Su hermano le avisó. Se lo dejó claro desde el principio: Andrés, las italianas guardan al demonio debajo de la falda y no tardan en sacarlo a pasear. Tú -quien quiera que seas: el novio, el carcelero, el amante- ya has fallado en esta misión llamada a convertirse en la etapa contingente de las decisiones más transcendentales de la vida (según ella) o en un símbolo de la bonita fricción entre naciones (para ti).

La cuestión es que ella esperará que le lleves el desayuno a la cama como prueba de tu sometimiento; aguardará con falsa paciencia flores frescas en la primera semana y evaluará con minuciosidad científica si aprecias la personalidad acurrucada de sus amigas.  

Pero por su puesto nada de esto sucederá en realidad, porque tú y yo sabemos que las migas incordian en la cama: en el catre solo tiene sentido el polvo, es una verdad absoluta como que las rosas son material exclusivo del santuario de las madres. 

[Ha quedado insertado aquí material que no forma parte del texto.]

use std::collections::BTreeMap;
use std::str::FromStr;

use wisp_core::addr::NetAddr;
use wisp_nhdp::domain::MAX_DOMAINS;

use crate::error::Olsrv2Error;

/// Per-domain advertisement parameters of one locally attached network.
#[derive(Debug, Clone, Copy, Default)]
pub struct LanDomainData {
    pub outgoing_metric: u32,
    pub distance: u8,
    pub active: bool,
}

/// One prefix this router injects into the topology without it being
/// part of the mesh.
#[derive(Debug, Default)]
pub struct LanEntry {
    pub data: [LanDomainData; MAX_DOMAINS],
}

#[derive(Default)]
pub struct LanDb {
    entries: BTreeMap<NetAddr, LanEntry>,
}

impl LanDb {
    pub fn new() -> LanDb {
        LanDb::default()
    }

    pub fn add(&mut self, domain_index: usize, prefix: NetAddr, metric: u32, distance: u8) {
        let entry = self.entries.entry(prefix).or_default();
        entry.data[domain_index] = LanDomainData {
            outgoing_metric: metric,
            distance,
            active: true,
        };
    }

    pub fn remove(&mut self, domain_index: usize, prefix: &NetAddr) {
        if let Some(entry) = self.entries.get_mut(prefix) {
            entry.data[domain_index].active = false;
            if entry.data.iter().all(|d| !d.active) {
                self.entries.remove(prefix);
            }
        }
    }

    pub fn get(&self, prefix: &NetAddr) -> Option<&LanEntry> {
        self.entries.get(prefix)
    }

    pub fn iter(&self) -> impl Iterator<Item = (&NetAddr, &LanEntry)> {
        self.entries.iter()
    }

    pub fn is_empty(&self) -> bool {
        self.entries.is_empty()
    }
}

/// One parsed `lan` configuration value:
/// `<prefix> [metric=N] [domain=N] [dist=N]`.
///
/// Defaults: metric 0 (minimum), domain extension 0, distance 2.
#[derive(Debug, Clone, Copy, PartialEq, Eq)]
pub struct LanConfig {
    pub prefix: NetAddr,
    pub metric: u32,
    pub domain_ext: u8,
    pub distance: u8,
}

impl FromStr for LanConfig {
    type Err = Olsrv2Error;

    fn from_str(s: &str) -> Result<LanConfig, Olsrv2Error> {
        let mut words = s.split_whitespace();
        let prefix = words
            .next()
            .ok_or_else(|| Olsrv2Error::BadLan("missing prefix".into()))?;
        let prefix: NetAddr = prefix
            .parse()
            .map_err(|_| Olsrv2Error::BadLan(format!("bad prefix '{prefix}'")))?;

        let mut lan = LanConfig {
            prefix,
            metric: 0,
            domain_ext: 0,
            distance: 2,
        };

        for word in words {
            if let Some(value) = word.strip_prefix("metric=") {
                lan.metric = value
                    .parse()
                    .map_err(|_| Olsrv2Error::BadLan(format!("bad metric '{value}'")))?;
            } else if let Some(value) = word.strip_prefix("domain=") {
                lan.domain_ext = value
                    .parse()
                    .map_err(|_| Olsrv2Error::BadLan(format!("bad domain '{value}'")))?;
            } else if let Some(value) = word.strip_prefix("dist=") {
                lan.distance = value
                    .parse()
                    .map_err(|_| Olsrv2Error::BadLan(format!("bad distance '{value}'")))?;
            } else {
                return Err(Olsrv2Error::BadLan(format!("unknown parameter '{word}'")));
            }
        }
        Ok(lan)
    }
}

Presta especial atención a esto: cuando menos te lo esperes una pandilla de hienas se te tirarán al cuello hasta reducir tus amables adulaciones a una chuletada de porquerías y supuestas intenciones lascivas que tal vez te hayan rondado la cabeza, vale, pero sólo como un ejercicio de interés cultural. Que no te confundan.


A los quince días la italiana de la que no sabemos su nombre le agarró de la camisa en un restaurante mejicano y antes de que éste pudiera terminar la acción decidida de levantarse de la mesa y salir por la puerta la furia morena gritó más allá de sus pulmones: Spagnolo idiota, tú no me dejas, io te estoy dejando a ti.

Anochecía cuando Andrés se sorprendió en el parque rumiando palabras sueltas y pisando las sombras proyectadas de las farolas con las manos metidas en los bolsillos del vaquero. Se dio cuenta de que su amago de relación con la italiana se parecía demasiado a aquel aotro conato frustrado con la polaca. Ah, ángel rubio de textura alcohólica. Sonámbula. Adicta. Eufórica. Excesiva. Se llevó las latas de atún en aceite. La pasta de dientes. La Esquire de abril y los ciento cincuenta euros que cazó en su cartera. Y dónde estaría ahora: tal vez hubiese regresado a su país, pero él la imaginaba vaciando el champú de otro incauto. 

A las once los de seguridad le invitaron a marcharse, pero no tenía ganas de deprimirse en el sofá de casa, así que se sentó en un banco cualquiera y pasó el resto de la noche en alerta con los gemelos en tensión, como esperando la señal para echar a correr si se le acercaba otra chica normal.